The director wasn’t really convinced that he was doing the right thing when he made The Color Purple (he was also criticized because he was a white man making a movie about African Americans), and it’s not one of the films he remembers most fondly (for example, he says he regrets the lack of of courage in showing the relationship between Celie and Shug). Having said that, one cannot fail to marvel at his mastery: he certainly wasn’t an immature director (looking at his CV, he started off with a bang with Duel and Jaws respectively in 1971 and 1975, he had already made the first two Indiana Jones and he had enjoyed global success with E.T. the Extra-terrestrial in 1982), but this film demonstrates an enviable artistic maturity.

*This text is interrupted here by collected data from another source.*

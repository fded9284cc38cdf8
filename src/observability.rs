use std::str::FromStr;

// ── Booking outcomes ────────────────────────────────────────────

/// Counter: appointments committed. Labels: assignment.
pub const BOOKINGS_CREATED_TOTAL: &str = "slotwise_bookings_created_total";

/// Counter: create/reschedule attempts rejected by the conflict check.
pub const BOOKING_CONFLICTS_TOTAL: &str = "slotwise_booking_conflicts_total";

/// Counter: appointments cancelled. Labels: penalty.
pub const BOOKINGS_CANCELLED_TOTAL: &str = "slotwise_bookings_cancelled_total";

/// Counter: appointments moved to a new time.
pub const BOOKINGS_RESCHEDULED_TOTAL: &str = "slotwise_bookings_rescheduled_total";

/// Counter: business-side status transitions. Labels: status.
pub const STATUS_TRANSITIONS_TOTAL: &str = "slotwise_status_transitions_total";

/// Counter: promotion codes redeemed on committed appointments.
pub const PROMOTIONS_REDEEMED_TOTAL: &str = "slotwise_promotions_redeemed_total";

/// Counter: failed notification/payment side effects. Labels: effect.
pub const SIDE_EFFECT_FAILURES_TOTAL: &str = "slotwise_side_effect_failures_total";

/// Histogram: availability query latency in seconds.
pub const AVAILABILITY_DURATION_SECONDS: &str = "slotwise_availability_duration_seconds";

// ── Storage ─────────────────────────────────────────────────────

/// Gauge: number of loaded business engines.
pub const TENANTS_ACTIVE: &str = "slotwise_tenants_active";

/// Histogram: WAL group-commit flush duration in seconds.
pub const WAL_FLUSH_DURATION_SECONDS: &str = "slotwise_wal_flush_duration_seconds";

/// Histogram: WAL group-commit batch size (events per flush).
pub const WAL_FLUSH_BATCH_SIZE: &str = "slotwise_wal_flush_batch_size";

/// Install a fmt subscriber at `level` (e.g. "info"). Unknown levels fall back to info.
/// Safe to call more than once; later calls are ignored.
pub fn init_logging(level: &str) {
    let level = tracing::Level::from_str(level).unwrap_or(tracing::Level::INFO);
    let _ = tracing_subscriber::fmt().with_max_level(level).try_init();
}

I also enjoyed noticing the many signature match cuts used by Spielberg: train rails that turn into tractor wheels, moving vehicles that take us from the United States to Africa within a second… It’s always very interesting see how Spielberg combines the various scenes of his films with each other, or how he uses all those dolly shots to give dynamism to the most explosive scenes. In fact, there’s little to criticize: an exceptional cast, despite being the debut of actresses like Whoopy and Oprah, some spectacular music, an exceptional cinematography… It’s no coincidence that the movie received 11 Oscar nominations, even if it didn’t win any (how was that story about the Academy being dominated by a bunch of old white men?)!

Perhaps the script is a little uninspired, naturally lacking the novel’s ingenious idea of ​​changing writing style as Celie learns to read and write. As for me, I also found the singing scene of Shug going back to his father a little too stylized (it seems to belong to a musical) in a film that otherwise treats everything with a lot of realism, and I think that the part of Nettie in Africa it could also have been cut as it’s not particularly deep. Perhaps the finale in which the sisters reunite would’ve been even more powerful if we hadn’t seen anything about Nettie and Celie’s children (although something had to be shown, once the hidden letters were found).

But these are tiny details, this is another of those films that everyone should see to realize that many of today’s problems have roots in the past (racism, of course, but also other types of intolerances and taboos) and that serious structural solutions are needed to solve them. Ciao!